───── Information supplied

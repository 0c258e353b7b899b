//! Per-request context and its ambient propagation.
//!
//! A [`RequestContext`] is reachable from anywhere in the request's call
//! tree through [`current`]. Two storage slots back this:
//!
//! - a tokio task-local slot, opened per request by [`scope`]. Futures
//!   polled inside the scope share it, and [`spawn`] /
//!   [`InRequestExt::in_current_request`] carry it into child tasks;
//! - a thread-local slot for synchronous thread-per-request servers,
//!   installed by [`RequestContext::enter`] and restored when the guard
//!   drops.
//!
//! Async servers must run each request inside [`scope`]. The thread slot is
//! shared by every task a worker thread runs, so it is never used from
//! inside the tokio runtime; it only serves one-thread-per-request code.

use std::cell::RefCell;
use std::collections::BTreeMap;
use std::fmt;
use std::future::Future;
use std::marker::PhantomData;
use std::sync::atomic::{AtomicBool, AtomicUsize, Ordering};
use std::sync::Arc;
use std::time::{Duration, Instant};

use chrono::{DateTime, Utc};
use parking_lot::{Mutex, RwLock};
use serde_json::Value;
use tokio::sync::Notify;
use tokio::task::futures::TaskLocalFuture;
use tokio::task::JoinHandle;

use crate::config::ObservabilityConfig;
use crate::dedup::{DedupPolicy, OperationLedger};
use crate::error_context::ErrorContext;
use crate::errors::ContextError;
use crate::performance::PerformanceTracker;
use crate::types::{CorrelationId, InvestigationId, Phase, SessionId, UserId};

/// Identity fields supplied when a request starts.
#[derive(Debug, Clone, Default)]
pub struct RequestFields {
    /// Session tag
    pub session_id: Option<SessionId>,
    /// User tag
    pub user_id: Option<UserId>,
    /// Investigation tag
    pub investigation_id: Option<InvestigationId>,
    /// Phase tag
    pub phase: Option<Phase>,
    /// Initial ad-hoc attributes
    pub attributes: Vec<(String, Value)>,
}

impl RequestFields {
    /// Creates an empty set of fields.
    pub fn new() -> Self {
        Self::default()
    }

    /// Sets the session tag
    #[must_use]
    pub fn with_session_id(mut self, id: SessionId) -> Self {
        self.session_id = Some(id);
        self
    }

    /// Sets the user tag
    #[must_use]
    pub fn with_user_id(mut self, id: UserId) -> Self {
        self.user_id = Some(id);
        self
    }

    /// Sets the investigation tag
    #[must_use]
    pub fn with_investigation_id(mut self, id: InvestigationId) -> Self {
        self.investigation_id = Some(id);
        self
    }

    /// Sets the phase tag
    #[must_use]
    pub fn with_phase(mut self, phase: Phase) -> Self {
        self.phase = Some(phase);
        self
    }

    /// Adds an initial attribute
    #[must_use]
    pub fn with_attribute(mut self, key: impl Into<String>, value: impl Into<Value>) -> Self {
        self.attributes.push((key.into(), value.into()));
        self
    }

    fn try_tag(self, name: &str, value: &str) -> Result<Self, ContextError> {
        let invalid = |reason: String| ContextError::InvalidTag {
            tag: name.to_string(),
            reason,
        };
        Ok(match name {
            "session_id" => self.with_session_id(
                SessionId::try_new(value.to_string()).map_err(|e| invalid(e.to_string()))?,
            ),
            "user_id" => self
                .with_user_id(UserId::try_new(value.to_string()).map_err(|e| invalid(e.to_string()))?),
            "investigation_id" => self.with_investigation_id(
                InvestigationId::try_new(value.to_string()).map_err(|e| invalid(e.to_string()))?,
            ),
            "phase" => {
                self.with_phase(Phase::try_new(value.to_string()).map_err(|e| invalid(e.to_string()))?)
            }
            _ => return Err(invalid("unknown tag".to_string())),
        })
    }

    /// Builds fields from loose key/value pairs.
    ///
    /// Known tag names become tags; a tag that fails validation is skipped.
    /// Any other key becomes an attribute.
    pub fn from_pairs<I, K, V>(pairs: I) -> Self
    where
        I: IntoIterator<Item = (K, V)>,
        K: AsRef<str>,
        V: AsRef<str>,
    {
        pairs.into_iter().fold(Self::default(), |fields, (key, value)| {
            let (key, value) = (key.as_ref(), value.as_ref());
            match key {
                "session_id" | "user_id" | "investigation_id" | "phase" => {
                    let fallback = fields.clone();
                    fields.try_tag(key, value).unwrap_or_else(|error| {
                        tracing::debug!(error = %error, "Skipping invalid request tag");
                        fallback
                    })
                }
                _ => fields.with_attribute(key, value),
            }
        })
    }
}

──────────

◆ **About this task**
Take each line from the preceding material that contains "Option" and copy it.

◆ **Exercise response**
    pub session_id: Option<SessionId>,
    pub user_id: Option<UserId>,
    pub investigation_id: Option<InvestigationId>,
    pub phase: Option<Phase>,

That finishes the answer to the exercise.